> Requirement
Only lines holding the word "panic" are needed; copy each of them from the material.

- - - - - - -

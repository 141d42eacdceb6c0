use std::mem::{align_of, size_of};
use std::sync::Once;

use particle_store::{
    attribute_description, attribute_id_of, build_attribute_set, freeze_attributes,
    register_attribute, ColumnSet, ParticleId, RegistryError, StoreError,
};

#[derive(Clone, Copy, Debug, Default, PartialEq)]
struct Position {
    x: f32,
    y: f32,
}

#[derive(Clone, Copy, Debug, Default, PartialEq)]
struct Velocity {
    dx: f32,
    dy: f32,
}

#[derive(Clone, Copy, Debug, Default, PartialEq)]
struct Charge(f64);

#[derive(Clone, Copy, Debug, Default, PartialEq)]
struct NeverRegistered(u8);

static INIT: Once = Once::new();

fn init_registry() {
    INIT.call_once(|| {
        register_attribute::<Position>().unwrap();
        register_attribute::<Velocity>().unwrap();
        register_attribute::<Charge>().unwrap();
        freeze_attributes();
    });
}

#[test]
fn registration_is_idempotent_and_frozen_after_freeze() {
    init_registry();

    let first = attribute_id_of::<Position>().unwrap();
    let again = register_attribute::<Position>().unwrap();
    assert_eq!(first, again);

    let desc = attribute_description(first).unwrap();
    assert_eq!(desc.size, size_of::<Position>());
    assert_eq!(desc.align, align_of::<Position>());
    assert!(desc.name.contains("Position"));

    match register_attribute::<NeverRegistered>() {
        Err(StoreError::Registry(RegistryError::Frozen)) => {}
        other => panic!("expected Frozen, got {other:?}"),
    }
    match attribute_id_of::<NeverRegistered>() {
        Err(StoreError::Registry(RegistryError::Unregistered(_))) => {}
        other => panic!("expected Unregistered, got {other:?}"),
    }
}

#[test]
fn typed_views_round_trip_and_reject_wrong_types() {
    init_registry();

    let pos = attribute_id_of::<Position>().unwrap();
    let vel = attribute_id_of::<Velocity>().unwrap();
    let attrs = build_attribute_set(&[pos, vel]);

    let mut set = ColumnSet::create(attrs, 8).unwrap();
    assert_eq!(set.capacity(), 8);

    {
        let positions = set.view_mut::<Position>(pos).unwrap();
        for (i, p) in positions.iter_mut().enumerate() {
            *p = Position {
                x: i as f32,
                y: -(i as f32),
            };
        }
    }

    let positions = set.view::<Position>(pos).unwrap();
    assert_eq!(positions[3], Position { x: 3.0, y: -3.0 });

    // Fresh columns are zero-initialized.
    let velocities = set.view::<Velocity>(vel).unwrap();
    assert!(velocities.iter().all(|v| *v == Velocity::default()));

    // Asking for the wrong element type must fail, not transmute.
    assert!(set.view::<Velocity>(pos).is_err());

    // An id outside the schema is rejected even if registered.
    let charge = attribute_id_of::<Charge>().unwrap();
    assert!(set.view::<Charge>(charge).is_err());
}

#[test]
fn scatter_moves_values_and_skips_sentinels() {
    init_registry();

    let pos = attribute_id_of::<Position>().unwrap();
    let attrs = build_attribute_set(&[pos]);

    let mut src = ColumnSet::create(attrs, 4).unwrap();
    src.ids_mut().copy_from_slice(&[100, 101, 102, 103]);
    {
        let positions = src.view_mut::<Position>(pos).unwrap();
        for (i, p) in positions.iter_mut().enumerate() {
            p.x = 10.0 + i as f32;
        }
    }

    // Slot 1 is discarded; the rest land permuted in a smaller set.
    let mut dst = src.clone_empty(3);
    src.scatter_to(&mut dst, &[2, -1, 0, 1]).unwrap();

    assert_eq!(dst.ids(), &[102, 103, 100]);
    let positions = dst.view::<Position>(pos).unwrap();
    assert_eq!(positions[0].x, 12.0);
    assert_eq!(positions[1].x, 13.0);
    assert_eq!(positions[2].x, 10.0);
}

#[test]
fn scatter_rejects_bad_map_lengths() {
    init_registry();

    let pos = attribute_id_of::<Position>().unwrap();
    let attrs = build_attribute_set(&[pos]);

    let src = ColumnSet::create(attrs, 4).unwrap();
    let mut dst = src.clone_empty(4);
    assert!(src.scatter_to(&mut dst, &[0, 1, 2]).is_err());
}

#[test]
fn columns_are_contiguous_and_aligned() {
    init_registry();

    let pos = attribute_id_of::<Position>().unwrap();
    let attrs = build_attribute_set(&[pos]);

    let set = ColumnSet::create(attrs, 64).unwrap();
    let positions = set.view::<Position>(pos).unwrap();
    assert_eq!(positions.len(), 64);

    let base = positions.as_ptr() as usize;
    assert_eq!(base % align_of::<Position>(), 0);

    let stride = size_of::<Position>();
    for i in 0..positions.len() {
        let pi = unsafe { positions.as_ptr().add(i) as usize };
        assert_eq!(pi, base + i * stride, "row {i} not at expected byte offset");
    }

    // The type-erased byte view covers exactly capacity * size_of::<T>().
    let (_, col) = set.iter_columns().next().unwrap();
    assert_eq!(col.bytes().len(), 64 * stride);
    assert_eq!(col.len(), 64);

    // The ids column does not alias the attribute column.
    assert_ne!(set.ids().as_ptr() as usize, base);
}

#[test]
fn clone_empty_preserves_schema_with_new_capacity() {
    init_registry();

    let pos = attribute_id_of::<Position>().unwrap();
    let vel = attribute_id_of::<Velocity>().unwrap();
    let attrs = build_attribute_set(&[pos, vel]);

    let set = ColumnSet::create(attrs, 5).unwrap();
    let fresh = set.clone_empty(11);

    assert_eq!(fresh.capacity(), 11);
    assert_eq!(fresh.attributes(), set.attributes());
    assert_eq!(fresh.ids().len(), 11);
    assert!(fresh.ids().iter().all(|&id| id == ParticleId::default()));
    assert_eq!(fresh.view::<Position>(pos).unwrap().len(), 11);
    assert_eq!(fresh.view::<Velocity>(vel).unwrap().len(), 11);
}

- - - - - - -

> Result
        other => panic!("expected Frozen, got {other:?}"),
        other => panic!("expected Unregistered, got {other:?}"),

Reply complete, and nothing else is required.